Leclerc e Ocon são metade do quarteto que ficou conhecido como "os quatro mosqueteiros" na época de kart, juntamente de Pierre Gasly, hoje na AlphaTauri, e Anthoine Hubert, morto em acidente na F-2 ano passado. Um pouco mais velho que Leclerc, Ocon teve uma trajetória diferente do monegasco nos anos seguintes, sempre enfrentando mais dificuldades financeiras por não ter a carreira tão bem planejada, mas eles mantiveram a amizade.

Reprodução Reprodução

A nova geração.
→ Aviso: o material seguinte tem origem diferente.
//! Rate-limited, paginated REST client with self-refreshing OAuth 2.0 client-credentials tokens,
//! plus a one-shot callback receiver for interactive authorization redirects.

#![deny(clippy::all, missing_docs, unused_crate_dependencies)]

pub mod auth;
#[cfg(feature = "callback")] pub mod callback;
pub mod client;
pub mod error;
pub mod ext;
pub mod http;
pub mod oauth;
pub mod obs;
pub mod provider;
pub mod rate_limit;
#[cfg(any(test, feature = "test"))]
pub mod _preludet {
	//! Convenience re-exports and helpers for integration tests; enabled via `cfg(test)` or the
	//! `test` crate feature.

	pub use crate::_prelude::*;

	// std
	use std::sync::atomic::{AtomicUsize, Ordering};
	// self
	use crate::{
		auth::{AccessToken, Credentials},
		client::Client,
		http::ReqwestHttpClient,
		oauth::{ClientCredentialsProvider, TokenFuture, TokenProvider},
		provider::ApiDescriptor,
		rate_limit::{RateLimitConfig, RateLimiter},
	};

	/// Token provider minting `token-1`, `token-2`, ... without any network traffic.
	#[derive(Debug, Default)]
	pub struct SequenceTokenProvider(AtomicUsize);
	impl SequenceTokenProvider {
		/// Number of tokens minted so far.
		pub fn calls(&self) -> usize {
			self.0.load(Ordering::SeqCst)
		}
	}
	impl TokenProvider for SequenceTokenProvider {
		fn acquire_token(&self) -> TokenFuture<'_> {
			let call = self.0.fetch_add(1, Ordering::SeqCst) + 1;

			Box::pin(async move { Ok(AccessToken::new(format!("token-{call}"))) })
		}
	}

	/// Builds a reqwest HTTP client that accepts the self-signed certificates produced by
	/// `httpmock` during tests.
	pub fn test_reqwest_http_client() -> ReqwestHttpClient {
		let client = ReqwestClient::builder()
			.danger_accept_invalid_certs(true)
			.danger_accept_invalid_hostnames(true)
			.build()
			.expect("Failed to build insecure Reqwest client for tests.");

		ReqwestHttpClient::with_client(client)
	}

	/// Builds a private rate limiter without dispatch spacing so tests do not share the
	/// process-wide gate or wait on it.
	pub fn unthrottled_rate_limiter(max_concurrent: usize) -> RateLimiter {
		RateLimiter::new(RateLimitConfig::new(max_concurrent, std::time::Duration::ZERO))
			.expect("Test rate limit configuration should be valid.")
	}

	/// Builds a descriptor whose token endpoint and API base both live on `base_url`.
	pub fn test_descriptor(base_url: &str) -> ApiDescriptor {
		ApiDescriptor::builder()
			.token_endpoint(
				Url::parse(&format!("{base_url}/oauth/token"))
					.expect("Mock token endpoint should parse successfully."),
			)
			.api_base(
				Url::parse(&format!("{base_url}/v2/"))
					.expect("Mock API base should parse successfully."),
			)
			.build()
			.expect("Test descriptor should build successfully.")
	}

	/// Constructs a [`Client`] backed by the reqwest client-credentials provider, an insecure
	/// reqwest transport, and a private unthrottled rate limiter.
	pub fn build_reqwest_test_client(
		descriptor: ApiDescriptor,
		client_id: &str,
		client_secret: &str,
	) -> Client {
		let credentials = Credentials::new(client_id, client_secret)
			.expect("Test credentials should be considered valid.");
		let http_client = test_reqwest_http_client();
		let provider: Arc<dyn TokenProvider> = Arc::new(<ClientCredentialsProvider>::with_http_client(
			&descriptor,
			credentials,
			http_client.clone(),
		));

		Client::with_token_provider(descriptor, provider, http_client, unthrottled_rate_limiter(2))
	}

	/// Constructs a [`Client`] for `base_url` whose tokens come from `provider`.
	pub fn build_sequence_test_client(base_url: &str, provider: Arc<SequenceTokenProvider>) -> Client {
		Client::with_token_provider(
			test_descriptor(base_url),
			provider,
			test_reqwest_http_client(),
			unthrottled_rate_limiter(2),
		)
	}
}

mod _prelude {
	pub use std::{
		error::Error as StdError,
		fmt::{Debug, Display, Formatter, Result as FmtResult},
		future::Future,
		pin::Pin,
		sync::Arc,
	};

	pub use async_lock::{Mutex as AsyncMutex, Semaphore};
	pub use parking_lot::{Mutex, RwLock};
	pub use reqwest::{Client as ReqwestClient, Error as ReqwestError};
	pub use serde::{Deserialize, Serialize, de::DeserializeOwned};
	pub use thiserror::Error as ThisError;
	pub use tokio_util::sync::CancellationToken;
	pub use url::Url;

	pub use crate::error::{Error, Result};
}

pub use reqwest;
pub use tokio_util::sync::CancellationToken;
pub use url;
#[cfg(test)] use {color_eyre as _, httpmock as _, tower as _};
De fãs

Os números de audiência da TV Globo desafiam aqueles que, volta e meia, aparecem para dizer que "a F-1 acabou no Brasil depois da morte do Senna". Segundo dados do Painel Nacional de Televisão (PNT), 98 milhões de pessoas viram as corridas ao longo de 2019, o que representa um aumento de 13% em relação ao ano passado — o maior em oito anos, quando o país tinha dois representantes no grid, Felipe Massa e Bruno Senna. Curiosamente, esse crescimento é constante desde 2018, primeiro ano em que a F-1 foi transmitida sem um brasileiro no grid.

Tal fato no Brasil pode ser creditado a dois fatores: houve muito fã das antigas que voltou, empolgado com a geração de Verstappen e Leclerc, e muitos jovens, trazidos pela série da Netflix, "Dirigir para Viver", que está em sua segunda temporada e mostra os bastidores da categoria ou pelos memes de Norris.

Tudo isso passa, ainda, pela estratégia da detentora dos direitos comerciais da F-1, a Liberty Media, que colocou a categoria no mapa das mídias digitais, negligenciadas pelo antigo dono, Bernie Ecclestone. E 2020 terá novidades nesse sentido, com a estreia de um programa ao vivo no YouTube ao final de cada prova.

No Brasil, a chegada de um público diferente da Fórmula 1 é mais sentido no Twitter, que viu o surgimento de uma enxurrada de perfis geradores de memes e de shitposting, publicações irônicas e, por vezes, agressivas, que servem para gerar discussões nas mídias sociais. Muitos destes perfis usam depressão no nome, e seus donos, na maioria adolescentes, não sabem muito bem dizer o porquê.

"Nunca usei o termo 'deprê' para não desrespeitar as pessoas que lutam com a depressão, mas acredito que o termo tenha surgido como uma alusão ao fato dos perfis 'sofrerem' quando seus pilotos preferidos não se saem tão bem", acredita Alessandra Lima, administradora de um dos perfis mais famosos de Verstappen, o Holandês Voador da Red.

O fato é que o número desse tipo de perfil aumentou tanto nos últimos dois anos que vem sendo difícil cavar seu espaço. E encontrar um nome. As maiores equipes já têm seus representantes, como a Ferrari da Decepção; os principais pilotos também (Vespa, CharlinLeclerc, Lenda Norris, e muitos outros), e até os chefes de equipe (Totó Volff, Don Binotto, Christian Horner Irônico) ou times do meio do pelotão (DepreHaas, Deprê Racing Point, e por aí vai). Tem até o Estagiário da Liberty Media e o Massinha Desaposentado.

Seja qual for o nome, é nos finais de semana de corrida que a turma "se reúne" com o intuito de falar do esporte que gosta, e ao mesmo tempo dar aquela alfinetada, seja em grupos de WhatsApp, seja no Twitter. "Em um meio de competição, acaba tendo muita rivalidade, intriga, e tem um perfil ou outro que às vezes passa dos limites. Já houve, sim, alguns blocks na comunidade porque alguns perfis simplesmente enchem o saco. Mas na parte boa da rivalidade, há brincadeiras e muita diversão na zoeira dos perfis do Verstappen contra os infinitos perfis do Leclerc", conta Daniel Martins, de 19 anos, administrador do Honda da Decepção. Afinal, nas pistas e fora delas, a nova geração está mundo a cara da F-1.